The interview questions you ask your interviewee can make or break your magazine article. While you might be able to wing a few good questions on the spot, you're guaranteed to miss out on some key aspects of the story if you don't come prepared to probe.
Here are eight things to keep in mind as you write and ask your interview questions.
Prepare Ahead of Time
Never go in cold. You have to do your research and be fully prepared in advance, so you know your subject well enough to raise the right questions. This doesn't mean you must only stick to the questions you've prepared, but it's important to have a prepared list nonetheless. Your prep work will be the foundation for your interview.
Set the Tone
Simply put, funny questions result in light-hearted, humorous interviews and inspiring questions result in inspiring interviews.
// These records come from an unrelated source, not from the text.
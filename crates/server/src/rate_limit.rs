//! Fixed-window limiter for login attempts, keyed by caller address.
//!
//! The key is the socket peer unless `trust_forwarded_for` is set, in which
//! case a well-formed first `X-Forwarded-For` hop takes precedence.

use std::net::SocketAddr;
use std::time::{Duration, Instant};

use axum::extract::{ConnectInfo, Request, State};
use axum::http::{header, HeaderMap, HeaderValue, StatusCode};
use axum::middleware::Next;
use axum::response::{IntoResponse, Response};
use configs::RateLimitConfig;
use dashmap::DashMap;
use tracing::warn;

use crate::errors::JsonApiError;
use crate::routes::auth::ServerState;

#[derive(Debug, Clone, Copy)]
struct Window {
    started: Instant,
    attempts: u32,
}

#[derive(Debug)]
pub struct LoginLimiter {
    max_attempts: u32,
    window: Duration,
    trust_forwarded_for: bool,
    windows: DashMap<String, Window>,
}

impl LoginLimiter {
    pub fn new(max_attempts: u32, window: Duration) -> Self {
        Self { max_attempts, window, trust_forwarded_for: false, windows: DashMap::new() }
    }

    pub fn trusting_forwarded_for(mut self, trust: bool) -> Self {
        self.trust_forwarded_for = trust;
        self
    }

    pub fn from_config(cfg: &RateLimitConfig) -> Self {
        Self::new(cfg.login_max_attempts, Duration::from_secs(cfg.login_window_secs))
            .trusting_forwarded_for(cfg.trust_forwarded_for)
    }

    pub fn key_for(&self, headers: &HeaderMap, peer: Option<SocketAddr>) -> String {
        client_key(headers, peer, self.trust_forwarded_for)
    }

    /// Count one attempt; `Err` carries the time left until the window resets.
    pub fn check(&self, key: &str) -> Result<(), Duration> {
        self.check_at(key, Instant::now())
    }

    fn check_at(&self, key: &str, now: Instant) -> Result<(), Duration> {
        let mut slot = self
            .windows
            .entry(key.to_string())
            .or_insert(Window { started: now, attempts: 0 });
        if now.duration_since(slot.started) >= self.window {
            *slot = Window { started: now, attempts: 0 };
        }
        if slot.attempts >= self.max_attempts {
            return Err(self.window.saturating_sub(now.duration_since(slot.started)));
        }
        slot.attempts += 1;
        Ok(())
    }

    /// Drop windows that have fully elapsed.
    pub fn purge_expired(&self) {
        let now = Instant::now();
        self.windows.retain(|_, w| now.duration_since(w.started) < self.window);
    }
}

fn normalized_forwarded_for(headers: &HeaderMap) -> Option<String> {
    let raw = headers.get("x-forwarded-for")?.to_str().ok()?;
    let first = raw.split(',').next()?.trim();
    if first.is_empty() || first.len() > 64 {
        return None;
    }
    if first.bytes().all(|b| b.is_ascii_alphanumeric() || b == b'.' || b == b':' || b == b'-') {
        Some(first.to_string())
    } else {
        None
    }
}

/// Peer address, or the first `X-Forwarded-For` hop when the proxy is trusted.
pub fn client_key(headers: &HeaderMap, peer: Option<SocketAddr>, trust_forwarded_for: bool) -> String {
    let forwarded = if trust_forwarded_for { normalized_forwarded_for(headers) } else { None };
    match (forwarded, peer) {
        (Some(ip), _) => ip,
        (None, Some(addr)) => addr.ip().to_string(),
        (None, None) => "unknown".to_string(),
    }
}

pub async fn limit_login(State(state): State<ServerState>, req: Request, next: Next) -> Response {
    let peer = req.extensions().get::<ConnectInfo<SocketAddr>>().map(|c| c.0);
    let key = state.login_limiter.key_for(req.headers(), peer);
    match state.login_limiter.check(&key) {
        Ok(()) => next.run(req).await,
        Err(retry_after) => {
            warn!(client = %key, retry_after_secs = retry_after.as_secs(), "login rate limit exceeded");
            let mut resp = JsonApiError::new(
                StatusCode::TOO_MANY_REQUESTS,
                "too many login attempts, try again later",
                None,
            )
            .into_response();
            if let Ok(v) = HeaderValue::from_str(&retry_after.as_secs().max(1).to_string()) {
                resp.headers_mut().insert(header::RETRY_AFTER, v);
            }
            resp
        }
    }
}
//! A repair visit. Always owned by exactly one bike (`bike_id`) and ordered
//! within that bike by `position`.
use sea_orm::{entity::prelude::*, ConnectionTrait, QueryOrder, Set};
use uuid::Uuid;
use serde::{Deserialize, Serialize};

use crate::{bike, bill, dates, errors};

#[derive(Clone, Debug, PartialEq, DeriveEntityModel, Serialize, Deserialize)]
#[sea_orm(table_name = "service")]
#[serde(rename_all = "camelCase")]
pub struct Model {
    #[sea_orm(primary_key, auto_increment = false)]
    pub id: Uuid,
    pub bike_id: Uuid,
    pub service_name: String,
    pub date_of_service: DateTimeWithTimeZone,
    #[serde(rename = "bill")]
    pub bill_id: Option<Uuid>,
    #[serde(skip)]
    pub position: i32,
    pub created_at: DateTimeWithTimeZone,
}

#[derive(Copy, Clone, Debug, EnumIter)]
pub enum Relation { Bike, Bill }

impl RelationTrait for Relation {
    fn def(&self) -> RelationDef {
        match self {
            Relation::Bike => Entity::belongs_to(bike::Entity)
                .from(Column::BikeId)
                .to(bike::Column::Id)
                .into(),
            Relation::Bill => Entity::belongs_to(bill::Entity)
                .from(Column::BillId)
                .to(bill::Column::Id)
                .into(),
        }
    }
}

impl Related<bike::Entity> for Entity {
    fn to() -> RelationDef { Relation::Bike.def() }
}

impl Related<bill::Entity> for Entity {
    fn to() -> RelationDef { Relation::Bill.def() }
}

impl ActiveModelBehavior for ActiveModel {}

pub fn validate_service_name(name: &str) -> Result<String, errors::ModelError> {
    let trimmed = name.trim();
    if trimmed.is_empty() { return Err(errors::ModelError::Validation("serviceName is required".into())); }
    if trimmed.len() > 128 { return Err(errors::ModelError::Validation("serviceName is too long (<=128)".into())); }
    Ok(trimmed.to_string())
}

/// Position right after the bike's current last service.
pub async fn next_position<C: ConnectionTrait>(db: &C, bike_id: Uuid) -> Result<i32, errors::ModelError> {
    let last = Entity::find()
        .filter(Column::BikeId.eq(bike_id))
        .order_by_desc(Column::Position)
        .one(db)
        .await
        .map_err(|e| errors::ModelError::Db(e.to_string()))?;
    Ok(last.map_or(0, |s| s.position + 1))
}

/// Append a service at the end of the bike's list.
pub async fn create<C: ConnectionTrait>(
    db: &C,
    bike_id: Uuid,
    service_name: &str,
    date_of_service: Option<DateTimeWithTimeZone>,
    bill_id: Option<Uuid>,
) -> Result<Model, errors::ModelError> {
    let service_name = validate_service_name(service_name)?;
    let position = next_position(db, bike_id).await?;
    let now = dates::now();
    let am = ActiveModel {
        id: Set(Uuid::new_v4()),
        bike_id: Set(bike_id),
        service_name: Set(service_name),
        date_of_service: Set(date_of_service.unwrap_or(now)),
        bill_id: Set(bill_id),
        position: Set(position),
        created_at: Set(now),
    };
    am.insert(db).await.map_err(|e| errors::ModelError::Db(e.to_string()))
}

/// Services of a bike in list order.
pub async fn list_for_bike<C: ConnectionTrait>(db: &C, bike_id: Uuid) -> Result<Vec<Model>, errors::ModelError> {
    Entity::find()
        .filter(Column::BikeId.eq(bike_id))
        .order_by_asc(Column::Position)
        .order_by_asc(Column::CreatedAt)
        .all(db)
        .await
        .map_err(|e| errors::ModelError::Db(e.to_string()))
}
use sea_orm_migration::{prelude::*, schema::*};

#[derive(DeriveMigrationName)]
pub struct Migration;

#[async_trait::async_trait]
impl MigrationTrait for Migration {
    async fn up(&self, manager: &SchemaManager) -> Result<(), DbErr> {
        manager
            .create_table(
                Table::create()
                    .table(Bill::Table)
                    .if_not_exists()
                    .col(uuid(Bill::Id).primary_key())
                    .col(timestamp_with_time_zone(Bill::BillDate).not_null())
                    .col(double(Bill::TotalAmount).not_null())
                    .col(timestamp_with_time_zone(Bill::CreatedAt).not_null())
                    .to_owned(),
            )
            .await
    }

    async fn down(&self, manager: &SchemaManager) -> Result<(), DbErr> {
        manager.drop_table(Table::drop().table(Bill::Table).to_owned()).await
    }
}

#[derive(DeriveIden)]
enum Bill { Table, Id, BillDate, TotalAmount, CreatedAt }
use sea_orm::{entity::prelude::*, ConnectionTrait, Set};
use uuid::Uuid;
use serde::{Deserialize, Serialize};

use crate::{bill_entry, dates, errors, service_record};

#[derive(Clone, Debug, PartialEq, DeriveEntityModel, Serialize, Deserialize)]
#[sea_orm(table_name = "bill")]
#[serde(rename_all = "camelCase")]
pub struct Model {
    #[sea_orm(primary_key, auto_increment = false)]
    pub id: Uuid,
    pub bill_date: DateTimeWithTimeZone,
    /// Caller-supplied; entry mutations never rewrite it.
    pub total_amount: f64,
    pub created_at: DateTimeWithTimeZone,
}

#[derive(Copy, Clone, Debug, EnumIter)]
pub enum Relation { Entries, Service }

impl RelationTrait for Relation {
    fn def(&self) -> RelationDef {
        match self {
            Relation::Entries => Entity::has_many(bill_entry::Entity).into(),
            Relation::Service => Entity::has_one(service_record::Entity).into(),
        }
    }
}

impl Related<bill_entry::Entity> for Entity {
    fn to() -> RelationDef { Relation::Entries.def() }
}

impl Related<service_record::Entity> for Entity {
    fn to() -> RelationDef { Relation::Service.def() }
}

impl ActiveModelBehavior for ActiveModel {}

pub fn validate_total_amount(amount: f64) -> Result<f64, errors::ModelError> {
    if !amount.is_finite() || amount < 0.0 {
        return Err(errors::ModelError::Validation("totalAmount must be a non-negative number".into()));
    }
    if amount > bill_entry::MAX_AMOUNT * bill_entry::MAX_QUANTITY {
        return Err(errors::ModelError::Validation("totalAmount is too large".into()));
    }
    Ok(amount)
}

pub async fn create<C: ConnectionTrait>(
    db: &C,
    bill_date: Option<DateTimeWithTimeZone>,
    total_amount: f64,
) -> Result<Model, errors::ModelError> {
    let total_amount = validate_total_amount(total_amount)?;
    let now = dates::now();
    let am = ActiveModel {
        id: Set(Uuid::new_v4()),
        bill_date: Set(bill_date.unwrap_or(now)),
        total_amount: Set(total_amount),
        created_at: Set(now),
    };
    am.insert(db).await.map_err(|e| errors::ModelError::Db(e.to_string()))
}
What final product do you have in mind? What's the nature of the story? What tone is your editor is looking for? Communication is key, so you need to ask what your editor is expecting from you. Keep this in mind as you prepare every question because tone is subliminal and often hard to nail down.
Let Your Curiosity Lead You
Pretend that you are the reader and ask yourself what it is that you want to know about this person, their career, their childhood, their obstacles, their favorite project, their biggest accomplishment. Let your curiosity lead you from this entry point.
Go Ahead and Google
We all go to the same place to launch our research. What is important is where you end up. As long as you don't plagiarize and research with a discerning eye (i.e., you look for primary sources for verification), it is fine to Google and YouTube your subject. This will help you learn what's already been covered, and what lesser-known information you might be able to home in on during your interview.
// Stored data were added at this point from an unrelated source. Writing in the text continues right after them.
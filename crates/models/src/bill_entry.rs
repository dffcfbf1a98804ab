use sea_orm::{entity::prelude::*, ConnectionTrait, QueryOrder, Set};
use uuid::Uuid;
use serde::{Deserialize, Serialize};

use crate::{bill, dates, errors};

#[derive(Clone, Debug, PartialEq, DeriveEntityModel, Serialize, Deserialize)]
#[sea_orm(table_name = "bill_entry")]
#[serde(rename_all = "camelCase")]
pub struct Model {
    #[sea_orm(primary_key, auto_increment = false)]
    pub id: Uuid,
    pub bill_id: Uuid,
    pub description: String,
    pub amount: f64,
    pub quantity: f64,
    #[serde(skip)]
    pub position: i32,
    pub created_at: DateTimeWithTimeZone,
}

#[derive(Copy, Clone, Debug, EnumIter)]
pub enum Relation { Bill }

impl RelationTrait for Relation {
    fn def(&self) -> RelationDef {
        match self {
            Relation::Bill => Entity::belongs_to(bill::Entity)
                .from(Column::BillId)
                .to(bill::Column::Id)
                .into(),
        }
    }
}

impl Related<bill::Entity> for Entity {
    fn to() -> RelationDef { Relation::Bill.def() }
}

impl ActiveModelBehavior for ActiveModel {}

pub fn validate_description(description: &str) -> Result<String, errors::ModelError> {
    let trimmed = description.trim();
    if trimmed.is_empty() { return Err(errors::ModelError::Validation("description is required".into())); }
    if trimmed.len() > 256 { return Err(errors::ModelError::Validation("description is too long (<=256)".into())); }
    Ok(trimmed.to_string())
}

/// Largest absolute line amount accepted.
pub const MAX_AMOUNT: f64 = 1e12;
/// Largest quantity accepted; with `MAX_AMOUNT` keeps `amount * quantity` finite.
pub const MAX_QUANTITY: f64 = 1e6;

pub fn validate_amount(amount: f64) -> Result<f64, errors::ModelError> {
    if !amount.is_finite() { return Err(errors::ModelError::Validation("amount must be a number".into())); }
    if amount.abs() > MAX_AMOUNT {
        return Err(errors::ModelError::Validation(format!("amount must be within ±{MAX_AMOUNT}")));
    }
    Ok(amount)
}

pub fn validate_quantity(quantity: f64) -> Result<f64, errors::ModelError> {
    if !quantity.is_finite() || quantity <= 0.0 {
        return Err(errors::ModelError::Validation("quantity must be a positive number".into()));
    }
    if quantity > MAX_QUANTITY {
        return Err(errors::ModelError::Validation(format!("quantity must be at most {MAX_QUANTITY}")));
    }
    Ok(quantity)
}

/// Sum of `amount * quantity`.
pub fn entries_total(entries: &[Model]) -> f64 {
    entries.iter().map(|e| e.amount * e.quantity).sum()
}

/// Append an entry at the end of the bill's list.
pub async fn create<C: ConnectionTrait>(
    db: &C,
    bill_id: Uuid,
    description: &str,
    amount: f64,
    quantity: f64,
) -> Result<Model, errors::ModelError> {
    let description = validate_description(description)?;
    let amount = validate_amount(amount)?;
    let quantity = validate_quantity(quantity)?;
    let last = Entity::find()
        .filter(Column::BillId.eq(bill_id))
        .order_by_desc(Column::Position)
        .one(db)
        .await
        .map_err(|e| errors::ModelError::Db(e.to_string()))?;
    let am = ActiveModel {
        id: Set(Uuid::new_v4()),
        bill_id: Set(bill_id),
        description: Set(description),
        amount: Set(amount),
        quantity: Set(quantity),
        position: Set(last.map_or(0, |e| e.position + 1)),
        created_at: Set(dates::now()),
    };
    am.insert(db).await.map_err(|e| errors::ModelError::Db(e.to_string()))
}

/// Entries of the given bills, each bill's entries in list order.
pub async fn list_for_bills<C: ConnectionTrait>(db: &C, bill_ids: Vec<Uuid>) -> Result<Vec<Model>, errors::ModelError> {
    if bill_ids.is_empty() { return Ok(Vec::new()); }
    Entity::find()
        .filter(Column::BillId.is_in(bill_ids))
        .order_by_asc(Column::BillId)
        .order_by_asc(Column::Position)
        .order_by_asc(Column::CreatedAt)
        .all(db)
        .await
        .map_err(|e| errors::ModelError::Db(e.to_string()))
}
Avoid the obvious that doesn't provide something new for the reader. If the famous actor you're interviewing always wanted to be a famous actor, that is not an intriguing piece of information. Instead, ask if they experienced any internal conflicts when making the decision to become an actor—if, say, the performer came from a family of doctors. If you must ask if they always wanted to be an actor, just rephrase the question in a manner that will elicit more compelling information from them.
Avoid Yes-Or-No Answers
If you want very little material to work with, ask questions that invite a simple yes or no answer. In the more likely event that you'd rather have some interesting quotes, ask open-ended questions that will get your subject talking, reminiscing, or expounding on the topic. If you must ask a yes-or-no question, be prepared with follow-up questions to both responses.
Go to the Source
When you're interviewing an author, writer, producer, blogger, artist, or another expert who has produced a commercial product such as a film or book, by all means, go see the film or read the book. You need to know what you're dealing with. It's never pleasant to get caught asking the question to which you should know the answer if you'd read up.
Ask the Editor
Another option is to ask your editor, but that doesn't mean they should come up with the questions. It's not their job to do your work for you. That said, it's a good idea to get a feel for what kind of story they're looking for and to ask if there any questions they would like added to your list.
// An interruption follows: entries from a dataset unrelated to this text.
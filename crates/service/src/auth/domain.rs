use serde::{Deserialize, Serialize};
use uuid::Uuid;

/// Signup input
#[derive(Debug, Clone, Default, Deserialize)]
pub struct SignupInput {
    #[serde(default)]
    pub name: String,
    #[serde(default)]
    pub password: String,
}

/// Login input
#[derive(Debug, Clone, Default, Deserialize)]
pub struct LoginInput {
    #[serde(default)]
    pub name: String,
    #[serde(default)]
    pub password: String,
}

/// Admin account as exposed to callers; carries no password material.
#[derive(Debug, Clone, PartialEq, Serialize, Deserialize)]
pub struct AdminUser {
    pub id: Uuid,
    pub name: String,
}

/// Stored credentials (hashed)
#[derive(Debug, Clone)]
pub struct Credentials {
    pub admin_id: Uuid,
    pub password_hash: String,
    pub password_algorithm: String,
}
pub mod routes;
pub mod startup;
pub mod errors;
pub mod extract;
pub mod rate_limit;
pub mod openapi;

pub use routes::auth::ServerState;
pub use startup::run;
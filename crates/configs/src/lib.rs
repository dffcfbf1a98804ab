use anyhow::Result;
use serde::Deserialize;
use anyhow::anyhow;

#[derive(Debug, Clone, Deserialize, Default)]
pub struct AppConfig {
    #[serde(default)]
    pub server: ServerConfig,
    #[serde(default)]
    pub database: DatabaseConfig,
    #[serde(default)]
    pub cors: CorsConfig,
    #[serde(default)]
    pub rate_limit: RateLimitConfig,
    #[serde(default)]
    pub app: AppSection,
}

#[derive(Debug, Clone, Deserialize)]
pub struct ServerConfig {
    #[serde(default = "default_host")]
    pub host: String,
    /// No default: the process refuses to start without a port.
    #[serde(default)]
    pub port: Option<u16>,
    #[serde(default)]
    pub worker_threads: Option<usize>,
}

impl Default for ServerConfig {
    fn default() -> Self {
        Self { host: default_host(), port: None, worker_threads: Some(4) }
    }
}

#[derive(Debug, Clone, Deserialize)]
pub struct DatabaseConfig {
    #[serde(default)]
    pub url: String,
    #[serde(default = "default_max_connections")]
    pub max_connections: u32,
    #[serde(default = "default_min_connections")]
    pub min_connections: u32,
    #[serde(default = "default_connect_timeout")]
    pub connect_timeout_secs: u64,
    #[serde(default = "default_idle_timeout")]
    pub idle_timeout_secs: u64,
    #[serde(default = "default_max_lifetime")]
    pub max_lifetime_secs: u64,
    #[serde(default = "default_acquire_timeout")]
    pub acquire_timeout_secs: u64,
    #[serde(default)]
    pub sqlx_logging: bool,
    #[serde(default = "default_true")]
    pub auto_migrate: bool,
}

impl Default for DatabaseConfig {
    fn default() -> Self {
        Self {
            url: String::new(),
            max_connections: default_max_connections(),
            min_connections: default_min_connections(),
            connect_timeout_secs: default_connect_timeout(),
            idle_timeout_secs: default_idle_timeout(),
            max_lifetime_secs: default_max_lifetime(),
            acquire_timeout_secs: default_acquire_timeout(),
            sqlx_logging: false,
            auto_migrate: true,
        }
    }
}

#[derive(Debug, Clone, Deserialize)]
pub struct CorsConfig {
    #[serde(default = "default_allowed_origins")]
    pub allowed_origins: Vec<String>,
}

impl Default for CorsConfig {
    fn default() -> Self {
        Self { allowed_origins: default_allowed_origins() }
    }
}

#[derive(Debug, Clone, Deserialize)]
pub struct RateLimitConfig {
    #[serde(default = "default_login_max_attempts")]
    pub login_max_attempts: u32,
    #[serde(default = "default_login_window_secs")]
    pub login_window_secs: u64,
    /// Key clients on the first X-Forwarded-For hop. Only safe behind a proxy that sets it.
    #[serde(default)]
    pub trust_forwarded_for: bool,
}

impl Default for RateLimitConfig {
    fn default() -> Self {
        Self {
            login_max_attempts: default_login_max_attempts(),
            login_window_secs: default_login_window_secs(),
            trust_forwarded_for: false,
        }
    }
}

#[derive(Debug, Clone, Deserialize)]
pub struct AppSection {
    #[serde(default = "default_environment")]
    pub environment: String,
}

impl Default for AppSection {
    fn default() -> Self {
        Self { environment: default_environment() }
    }
}

impl AppSection {
    pub fn is_development(&self) -> bool {
        self.environment.eq_ignore_ascii_case("development")
    }
}

fn default_host() -> String { "127.0.0.1".into() }
fn default_max_connections() -> u32 { 10 }
fn default_min_connections() -> u32 { 2 }
fn default_connect_timeout() -> u64 { 30 }
fn default_idle_timeout() -> u64 { 600 }
fn default_max_lifetime() -> u64 { 3600 }
fn default_acquire_timeout() -> u64 { 30 }
fn default_true() -> bool { true }
fn default_allowed_origins() -> Vec<String> { vec!["http://localhost:5173".into()] }
fn default_login_max_attempts() -> u32 { 5 }
fn default_login_window_secs() -> u64 { 900 }
fn default_environment() -> String { "production".into() }

/// Read `CONFIG_PATH` (or `config.toml`); a missing file yields defaults.
pub fn load_default() -> Result<AppConfig> {
    let path = std::env::var("CONFIG_PATH").unwrap_or_else(|_| "config.toml".to_string());
    if !std::path::Path::new(&path).exists() {
        return Ok(AppConfig::default());
    }
    load_from_file(&path)
}

pub fn load_from_file(path: &str) -> Result<AppConfig> {
    let content = std::fs::read_to_string(path)?;
    from_toml_str(&content)
}

pub fn from_toml_str(content: &str) -> Result<AppConfig> {
    let cfg: AppConfig = toml::from_str(content)?;
    Ok(cfg)
}

impl AppConfig {
    /// File (if any), then process environment, then validation.
    pub fn load_and_validate() -> Result<Self> {
        let mut cfg = load_default()?;
        cfg.apply_overrides(|key| std::env::var(key).ok());
        cfg.normalize_and_validate()?;
        Ok(cfg)
    }

    /// Overlay values from an environment-like lookup.
    pub fn apply_overrides(&mut self, lookup: impl Fn(&str) -> Option<String>) {
        if let Some(host) = lookup("HOST") {
            self.server.host = host;
        }
        if let Some(port) = lookup("PORT").and_then(|p| p.trim().parse::<u16>().ok()) {
            self.server.port = Some(port);
        }
        if let Some(w) = lookup("TOKIO_WORKER_THREADS").and_then(|v| v.trim().parse::<usize>().ok()) {
            self.server.worker_threads = Some(w);
        }
        if let Some(url) = lookup("DATABASE_URL") {
            self.database.url = url;
        }
        if let Some(origins) = lookup("ALLOWED_ORIGINS") {
            self.cors.allowed_origins = origins
                .split(',')
                .map(|s| s.trim().to_string())
                .filter(|s| !s.is_empty())
                .collect();
        }
        if let Some(n) = lookup("LOGIN_MAX_ATTEMPTS").and_then(|v| v.trim().parse::<u32>().ok()) {
            self.rate_limit.login_max_attempts = n;
        }
        if let Some(n) = lookup("LOGIN_WINDOW_SECS").and_then(|v| v.trim().parse::<u64>().ok()) {
            self.rate_limit.login_window_secs = n;
        }
        if let Some(v) = lookup("TRUST_FORWARDED_FOR") {
            self.rate_limit.trust_forwarded_for = matches!(v.trim().to_ascii_lowercase().as_str(), "1" | "true" | "yes");
        }
        if let Some(env) = lookup("APP_ENV") {
            self.app.environment = env;
        }
    }

    pub fn normalize_and_validate(&mut self) -> Result<()> {
        self.server.normalize()?;
        self.database.validate()?;
        self.cors.normalize();
        self.rate_limit.validate()?;
        Ok(())
    }
}

impl ServerConfig {
    fn normalize(&mut self) -> Result<()> {
        if self.host.trim().is_empty() {
            self.host = "127.0.0.1".to_string();
        }
        match self.port {
            None => return Err(anyhow!("server.port is not set; provide PORT or server.port in config.toml")),
            Some(0) => return Err(anyhow!("server.port must be within 1..=65535")),
            Some(_) => {}
        }
        if self.worker_threads.map_or(true, |w| w == 0) {
            self.worker_threads = Some(4);
        }
        Ok(())
    }

    /// `host:port`; only meaningful after validation.
    pub fn bind_address(&self) -> String {
        format!("{}:{}", self.host, self.port.unwrap_or_default())
    }
}

impl DatabaseConfig {
    pub fn is_sqlite(&self) -> bool {
        self.url.to_lowercase().starts_with("sqlite:")
    }

    pub fn validate(&self) -> Result<()> {
        if self.url.trim().is_empty() {
            return Err(anyhow!("database.url is empty; set DATABASE_URL or database.url in config.toml"));
        }
        let lower = self.url.to_lowercase();
        if !(lower.starts_with("postgresql://") || lower.starts_with("postgres://") || lower.starts_with("sqlite:")) {
            return Err(anyhow!("database.url must start with postgres://, postgresql:// or sqlite:"));
        }
        if self.min_connections == 0 {
            return Err(anyhow!("database.min_connections must be >= 1"));
        }
        if self.max_connections < self.min_connections {
            return Err(anyhow!("database.max_connections must be >= min_connections"));
        }
        if self.connect_timeout_secs == 0 || self.acquire_timeout_secs == 0 {
            return Err(anyhow!("database timeouts must be positive seconds"));
        }
        Ok(())
    }
}

impl CorsConfig {
    /// Browsers send `Origin` without a trailing slash.
    fn normalize(&mut self) {
        for origin in &mut self.allowed_origins {
            while origin.ends_with('/') {
                origin.pop();
            }
        }
        self.allowed_origins.retain(|o| !o.is_empty());
    }
}

impl RateLimitConfig {
    fn validate(&self) -> Result<()> {
        if self.login_max_attempts == 0 {
            return Err(anyhow!("rate_limit.login_max_attempts must be >= 1"));
        }
        if self.login_window_secs == 0 {
            return Err(anyhow!("rate_limit.login_window_secs must be >= 1"));
        }
        Ok(())
    }
}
Of course, be as relaxed as possible when you conduct your interview to ensure your interviewee is comfortable, and therefore, open to your inquiries. Carefully consider your subject's words and stories, and be alert should they go off on a tangent. If so, follow along if it's interesting, or get them back on track if it isn't. Look for any kind of emotional connection you can forge with the other person that will make it easier for them to speak candidly, and ultimately, contribute to a solid article.